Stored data
+ + + +
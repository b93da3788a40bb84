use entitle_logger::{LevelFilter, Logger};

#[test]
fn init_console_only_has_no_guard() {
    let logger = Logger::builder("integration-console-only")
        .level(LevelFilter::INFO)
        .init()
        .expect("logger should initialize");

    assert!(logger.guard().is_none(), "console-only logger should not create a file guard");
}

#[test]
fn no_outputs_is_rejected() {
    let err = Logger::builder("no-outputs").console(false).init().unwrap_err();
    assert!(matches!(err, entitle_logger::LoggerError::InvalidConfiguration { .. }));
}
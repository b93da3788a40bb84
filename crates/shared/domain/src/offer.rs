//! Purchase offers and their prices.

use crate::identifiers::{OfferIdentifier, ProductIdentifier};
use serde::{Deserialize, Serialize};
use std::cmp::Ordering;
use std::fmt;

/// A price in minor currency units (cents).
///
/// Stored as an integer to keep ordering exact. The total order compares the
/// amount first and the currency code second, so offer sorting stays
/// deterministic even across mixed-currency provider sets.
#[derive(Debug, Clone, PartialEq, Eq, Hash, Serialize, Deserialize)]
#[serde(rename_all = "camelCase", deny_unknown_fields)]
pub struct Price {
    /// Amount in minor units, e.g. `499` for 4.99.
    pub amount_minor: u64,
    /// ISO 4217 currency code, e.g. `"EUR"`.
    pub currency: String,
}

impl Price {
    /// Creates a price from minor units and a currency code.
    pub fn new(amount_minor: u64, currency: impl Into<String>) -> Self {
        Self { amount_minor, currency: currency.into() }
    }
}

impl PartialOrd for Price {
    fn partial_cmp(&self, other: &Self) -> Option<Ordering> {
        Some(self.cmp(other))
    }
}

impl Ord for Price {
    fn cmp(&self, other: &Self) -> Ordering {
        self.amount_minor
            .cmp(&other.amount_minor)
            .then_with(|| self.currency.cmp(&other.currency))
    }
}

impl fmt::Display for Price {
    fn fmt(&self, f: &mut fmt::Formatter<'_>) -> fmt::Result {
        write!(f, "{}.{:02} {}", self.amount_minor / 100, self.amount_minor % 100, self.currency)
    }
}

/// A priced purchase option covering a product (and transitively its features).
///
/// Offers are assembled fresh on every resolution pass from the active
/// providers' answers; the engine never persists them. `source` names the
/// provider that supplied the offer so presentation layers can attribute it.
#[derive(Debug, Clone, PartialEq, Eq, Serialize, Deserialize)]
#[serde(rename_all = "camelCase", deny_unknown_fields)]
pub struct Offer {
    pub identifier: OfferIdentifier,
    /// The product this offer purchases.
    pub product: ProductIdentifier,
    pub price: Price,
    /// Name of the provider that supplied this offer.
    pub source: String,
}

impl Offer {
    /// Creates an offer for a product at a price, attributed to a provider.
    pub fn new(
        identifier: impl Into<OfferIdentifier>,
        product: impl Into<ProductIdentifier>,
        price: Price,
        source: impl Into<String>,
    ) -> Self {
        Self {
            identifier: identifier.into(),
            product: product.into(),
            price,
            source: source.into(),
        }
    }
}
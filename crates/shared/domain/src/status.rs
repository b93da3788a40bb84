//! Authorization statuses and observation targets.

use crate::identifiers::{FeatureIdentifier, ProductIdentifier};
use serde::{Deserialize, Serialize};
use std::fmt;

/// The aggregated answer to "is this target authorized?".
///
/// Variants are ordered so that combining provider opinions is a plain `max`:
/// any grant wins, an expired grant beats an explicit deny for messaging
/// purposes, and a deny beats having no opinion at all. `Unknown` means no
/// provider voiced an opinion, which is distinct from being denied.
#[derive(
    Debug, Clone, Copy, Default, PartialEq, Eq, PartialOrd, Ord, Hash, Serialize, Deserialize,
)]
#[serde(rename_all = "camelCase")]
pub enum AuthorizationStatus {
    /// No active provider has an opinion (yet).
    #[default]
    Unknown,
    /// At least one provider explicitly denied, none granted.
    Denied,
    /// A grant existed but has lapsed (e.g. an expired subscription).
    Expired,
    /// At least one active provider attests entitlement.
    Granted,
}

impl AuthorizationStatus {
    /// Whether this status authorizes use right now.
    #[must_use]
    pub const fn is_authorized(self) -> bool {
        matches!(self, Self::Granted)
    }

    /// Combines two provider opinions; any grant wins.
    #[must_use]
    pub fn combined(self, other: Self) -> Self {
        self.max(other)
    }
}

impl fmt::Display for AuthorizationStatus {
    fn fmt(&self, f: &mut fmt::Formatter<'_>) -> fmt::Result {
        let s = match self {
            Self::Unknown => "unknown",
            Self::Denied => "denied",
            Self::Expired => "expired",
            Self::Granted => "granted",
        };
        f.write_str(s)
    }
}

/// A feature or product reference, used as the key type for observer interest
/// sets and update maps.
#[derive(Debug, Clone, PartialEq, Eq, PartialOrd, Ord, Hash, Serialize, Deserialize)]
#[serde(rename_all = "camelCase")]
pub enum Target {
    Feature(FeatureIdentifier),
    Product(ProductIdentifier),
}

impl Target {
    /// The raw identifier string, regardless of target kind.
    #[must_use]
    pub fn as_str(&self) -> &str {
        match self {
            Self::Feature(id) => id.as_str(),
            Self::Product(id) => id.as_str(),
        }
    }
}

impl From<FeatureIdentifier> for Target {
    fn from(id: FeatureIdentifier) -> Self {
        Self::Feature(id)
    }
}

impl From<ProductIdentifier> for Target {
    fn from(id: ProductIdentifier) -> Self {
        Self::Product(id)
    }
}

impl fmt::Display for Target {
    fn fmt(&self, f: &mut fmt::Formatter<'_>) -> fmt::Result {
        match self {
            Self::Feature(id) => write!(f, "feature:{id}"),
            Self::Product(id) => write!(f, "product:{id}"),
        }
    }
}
+ + + +
WHAT YOU NEED TO DO = Every piece of the data must be set down exactly. Omit nothing.

ANSWER SECTION =
repository b93da3788a40bb84
use entitle_logger::{LevelFilter, Logger};

#[test]
fn init_console_only_has_no_guard() {
    let logger = Logger::builder("integration-console-only")
        .level(LevelFilter::INFO)
        .init()
        .expect("logger should initialize");

    assert!(logger.guard().is_none(), "console-only logger should not create a file guard");
}

#[test]
fn no_outputs_is_rejected() {
    let err = Logger::builder("no-outputs").console(false).init().unwrap_err();
    assert!(matches!(err, entitle_logger::LoggerError::InvalidConfiguration { .. }));
}
repository b93da3788a40bb84
filename crates/shared/domain/src/offer.rs
//! Purchase offers and their prices.

use crate::identifiers::{OfferIdentifier, ProductIdentifier};
use serde::{Deserialize, Serialize};
use std::cmp::Ordering;
use std::fmt;

/// A price in minor currency units (cents).
///
/// Stored as an integer to keep ordering exact. The total order compares the
/// amount first and the currency code second, so offer sorting stays
/// deterministic even across mixed-currency provider sets.
#[derive(Debug, Clone, PartialEq, Eq, Hash, Serialize, Deserialize)]
#[serde(rename_all = "camelCase", deny_unknown_fields)]
pub struct Price {
    /// Amount in minor units, e.g. `499` for 4.99.
    pub amount_minor: u64,
    /// ISO 4217 currency code, e.g. `"EUR"`.
    pub currency: String,
}

impl Price {
    /// Creates a price from minor units and a currency code.
    pub fn new(amount_minor: u64, currency: impl Into<String>) -> Self {
        Self { amount_minor, currency: currency.into() }
    }
}

impl PartialOrd for Price {
    fn partial_cmp(&self, other: &Self) -> Option<Ordering> {
        Some(self.cmp(other))
    }
}

impl Ord for Price {
    fn cmp(&self, other: &Self) -> Ordering {
        self.amount_minor
            .cmp(&other.amount_minor)
            .then_with(|| self.currency.cmp(&other.currency))
    }
}

impl fmt::Display for Price {
    fn fmt(&self, f: &mut fmt::Formatter<'_>) -> fmt::Result {
        write!(f, "{}.{:02} {}", self.amount_minor / 100, self.amount_minor % 100, self.currency)
    }
}

/// A priced purchase option covering a product (and transitively its features).
///
/// Offers are assembled fresh on every resolution pass from the active
/// providers' answers; the engine never persists them. `source` names the
/// provider that supplied the offer so presentation layers can attribute it.
#[derive(Debug, Clone, PartialEq, Eq, Serialize, Deserialize)]
#[serde(rename_all = "camelCase", deny_unknown_fields)]
pub struct Offer {
    pub identifier: OfferIdentifier,
    /// The product this offer purchases.
    pub product: ProductIdentifier,
    pub price: Price,
    /// Name of the provider that supplied this offer.
    pub source: String,
}

impl Offer {
    /// Creates an offer for a product at a price, attributed to a provider.
    pub fn new(
        identifier: impl Into<OfferIdentifier>,
        product: impl Into<ProductIdentifier>,
        price: Price,
        source: impl Into<String>,
    ) -> Self {
        Self {
            identifier: identifier.into(),
            product: product.into(),
            price,
            source: source.into(),
        }
    }
}
filename crates/shared/domain/src/status.rs
repository b93da3788a40bb84
//! Authorization statuses and observation targets.

use crate::identifiers::{FeatureIdentifier, ProductIdentifier};
use serde::{Deserialize, Serialize};
use std::fmt;

/// The aggregated answer to "is this target authorized?".
///
/// Variants are ordered so that combining provider opinions is a plain `max`:
/// any grant wins, an expired grant beats an explicit deny for messaging
/// purposes, and a deny beats having no opinion at all. `Unknown` means no
/// provider voiced an opinion, which is distinct from being denied.
#[derive(
    Debug, Clone, Copy, Default, PartialEq, Eq, PartialOrd, Ord, Hash, Serialize, Deserialize,
)]
#[serde(rename_all = "camelCase")]
pub enum AuthorizationStatus {
    /// No active provider has an opinion (yet).
    #[default]
    Unknown,
    /// At least one provider explicitly denied, none granted.
    Denied,
    /// A grant existed but has lapsed (e.g. an expired subscription).
    Expired,
    /// At least one active provider attests entitlement.
    Granted,
}

impl AuthorizationStatus {
    /// Whether this status authorizes use right now.
    #[must_use]
    pub const fn is_authorized(self) -> bool {
        matches!(self, Self::Granted)
    }

    /// Combines two provider opinions; any grant wins.
    #[must_use]
    pub fn combined(self, other: Self) -> Self {
        self.max(other)
    }
}

impl fmt::Display for AuthorizationStatus {
    fn fmt(&self, f: &mut fmt::Formatter<'_>) -> fmt::Result {
        let s = match self {
            Self::Unknown => "unknown",
            Self::Denied => "denied",
            Self::Expired => "expired",
            Self::Granted => "granted",
        };
        f.write_str(s)
    }
}

/// A feature or product reference, used as the key type for observer interest
/// sets and update maps.
#[derive(Debug, Clone, PartialEq, Eq, PartialOrd, Ord, Hash, Serialize, Deserialize)]
#[serde(rename_all = "camelCase")]
pub enum Target {
    Feature(FeatureIdentifier),
    Product(ProductIdentifier),
}

impl Target {
    /// The raw identifier string, regardless of target kind.
    #[must_use]
    pub fn as_str(&self) -> &str {
        match self {
            Self::Feature(id) => id.as_str(),
            Self::Product(id) => id.as_str(),
        }
    }
}

impl From<FeatureIdentifier> for Target {
    fn from(id: FeatureIdentifier) -> Self {
        Self::Feature(id)
    }
}

impl From<ProductIdentifier> for Target {
    fn from(id: ProductIdentifier) -> Self {
        Self::Product(id)
    }
}

impl fmt::Display for Target {
    fn fmt(&self, f: &mut fmt::Formatter<'_>) -> fmt::Result {
        match self {
            Self::Feature(id) => write!(f, "feature:{id}"),
            Self::Product(id) => write!(f, "product:{id}"),
        }
    }
}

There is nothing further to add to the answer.